5 Tools to Jumpstart the Immigrant Economy in Minnesota

Executive Summary

Recent enforcement-related disruptions and labor uncertainty have frozen consumption, strained payroll flows, and increased business failure risk. This brief proposes a targeted stabilization and competitiveness package designed to protect Minnesota’s tax base, workforce pipeline, and long-term economic growth.
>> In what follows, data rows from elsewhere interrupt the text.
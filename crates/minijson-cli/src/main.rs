//! `minijson` CLI — parse, validate, and analyze JSON files from the command line.
//!
//! ## Usage
//!
//! ```sh
//! # Reformat JSON to canonical compact text (stdin → stdout)
//! echo '{"name": "Alice", "age": 30}' | minijson parse
//!
//! # Parse from file to file
//! minijson parse -i data.json -o canonical.json
//!
//! # Pretty-print instead of compact output
//! minijson parse --pretty -i data.json
//!
//! # Validate without printing the document
//! minijson check -i data.json
//!
//! # Show document statistics
//! minijson stats -i data.json
//! ```

use anyhow::{Context, Result};
use clap::{Parser, Subcommand};
use minijson_core::Value;
use std::io::{self, Read};

#[derive(Parser)]
#[command(
    name = "minijson",
    version,
    about = "Minimal JSON parser and serializer CLI"
)]
struct Cli {
    #[command(subcommand)]
    command: Commands,
}

#[derive(Subcommand)]
enum Commands {
    /// Parse JSON and print the canonical serialized form
    Parse {
        /// Input file (reads from stdin if omitted)
        #[arg(short, long)]
        input: Option<String>,
        /// Output file (writes to stdout if omitted)
        #[arg(short, long)]
        output: Option<String>,
        /// Pretty-print the output instead of the compact form
        #[arg(long)]
        pretty: bool,
    },
    /// Validate JSON without printing the document
    Check {
        /// Input file (reads from stdin if omitted)
        #[arg(short, long)]
        input: Option<String>,
    },
    /// Show document statistics (value counts, nesting depth, sizes)
    Stats {
        /// Input file (reads from stdin if omitted)
        #[arg(short, long)]
        input: Option<String>,
    },
}

fn main() -> Result<()> {
    let cli = Cli::parse();

    match cli.command {
        Commands::Parse {
            input,
            output,
            pretty,
        } => {
            let text = read_input(input.as_deref())?;
            let value = minijson_core::parse(&text).context("Failed to parse JSON")?;
            let rendered = if pretty {
                // Pretty rendering goes through the serde bridge; numeric
                // formatting follows serde_json in this mode.
                serde_json::to_string_pretty(&value)?
            } else {
                minijson_core::stringify(&value).context("Failed to serialize value")?
            };
            write_output(output.as_deref(), &rendered)?;
        }
        Commands::Check { input } => {
            let text = read_input(input.as_deref())?;
            minijson_core::parse(&text).context("Invalid JSON")?;
            println!("OK");
        }
        Commands::Stats { input } => {
            let text = read_input(input.as_deref())?;
            let value = minijson_core::parse(&text).context("Failed to parse JSON")?;
            let canonical =
                minijson_core::stringify(&value).context("Failed to serialize value")?;
            let stats = Stats::collect(&value);
            println!("Input size:      {} bytes", text.len());
            println!("Canonical size:  {} bytes", canonical.len());
            println!("Max depth:       {}", stats.max_depth);
            println!("Objects:         {}", stats.objects);
            println!("Arrays:          {}", stats.arrays);
            println!("Strings:         {}", stats.strings);
            println!("Numbers:         {}", stats.numbers);
            println!("Booleans:        {}", stats.booleans);
            println!("Nulls:           {}", stats.nulls);
        }
    }

    Ok(())
}

/// Per-kind value counts and the deepest nesting level of one document.
#[derive(Default)]
struct Stats {
    objects: usize,
    arrays: usize,
    strings: usize,
    numbers: usize,
    booleans: usize,
    nulls: usize,
    max_depth: usize,
}

impl Stats {
    fn collect(value: &Value) -> Self {
        let mut stats = Stats::default();
        stats.visit(value, 1);
        stats
    }

    fn visit(&mut self, value: &Value, depth: usize) {
        self.max_depth = self.max_depth.max(depth);
        match value {
            Value::Null => self.nulls += 1,
            Value::Bool(_) => self.booleans += 1,
            Value::Number(_) => self.numbers += 1,
            Value::String(_) => self.strings += 1,
            Value::Array(elements) => {
                self.arrays += 1;
                for element in elements {
                    self.visit(element, depth + 1);
                }
            }
            Value::Object(members) => {
                self.objects += 1;
                for (_, member) in members {
                    self.visit(member, depth + 1);
                }
            }
        }
    }
}

fn read_input(path: Option<&str>) -> Result<String> {
    match path {
        Some(path) => {
            std::fs::read_to_string(path).with_context(|| format!("Failed to read file: {}", path))
        }
        None => {
            let mut buf = String::new();
            io::stdin()
                .read_to_string(&mut buf)
                .context("Failed to read from stdin")?;
            Ok(buf)
        }
    }
}

fn write_output(path: Option<&str>, content: &str) -> Result<()> {
    match path {
        Some(path) => {
            std::fs::write(path, content)
                .with_context(|| format!("Failed to write file: {}", path))?;
        }
        None => {
            println!("{}", content);
        }
    }
    Ok(())
}
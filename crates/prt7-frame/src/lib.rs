//! # prt7-frame
//!
//! PRT-7 のフレーム定義とテキスト行のパーサー。
//!
//! ## 行の文法
//!
//! ```text
//! Load フレーム:   L,<sym>     sym := ALPHA | "Space"（大文字小文字を区別しない）
//! Rotate フレーム: M,<int>     int := ["-" | "+"] DIGIT+
//! 境界マーカー:   "REINICIANDO SECUENCIA" を部分文字列として含む行
//! フィラー:       '-' / ' ' / '\t' のみ、または空行
//! ```
//!
//! 1 行は以下のいずれかに分類される:
//! - [`Line::Boundary`]: 送信側がシーケンスを再開した合図
//! - [`Line::Frame`]: 適用すべきフレーム
//! - [`Line::NotAFrame`]: 無視してよい行（エラーではない）
//! - [`FrameError`]: フレームの形をしているが壊れている行（報告して読み飛ばす）

#![no_std]
extern crate alloc;

pub mod error;
pub mod frame;
pub mod line;
pub mod parser;

pub use error::{FrameError, MapFrameFault};
pub use frame::Frame;
pub use line::Line;
pub use parser::{FrameParser, Parsed};

/// 送信側がシーケンスを再開したことを示す境界マーカー
pub const BOUNDARY_MARKER: &str = "REINICIANDO SECUENCIA";

/// Load フレームで空白を表すトークン（大文字小文字を区別しない）
pub const SPACE_TOKEN: &str = "space";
Immigrant workers support around a third of Minnesota’s GDP. (Data by immigrant group at end of report).

Immediate 90-Day Economic Stabilization Package

  1. Working Capital Stabilization Fund
  2. Workforce Stabilization Fund
  3. Neighborhood Rebuilding Tax Credit Fund
  4. Temporary Sales Tax Freeze in Immigrant Corridors
  5. Fast Track Immigration Reform
  6. Fiscal Safeguards and Accountability

First – The Critical Role of the Immigrant Economy For Minnesota’s Economic Survival

More than 1 out of every 10 workers in Minnesota are from immigrant communities.

Source:https://mn.gov/deed/newscenter/publications/trends/mar-2025/foreign-born.jsp

More than 1 in every 10 business in Minnesota are immigrant businesses

Source: Annual Survey of Business, 2023

Immigrant income is $26.4 billion or around 10 percent of total income in Minnesota

Source: American Community Survey, 2024

Immigrants own homes worth $42 billion and immigrant renters pay property owners more than $137 million in rent every month (American Community Survey, 2024)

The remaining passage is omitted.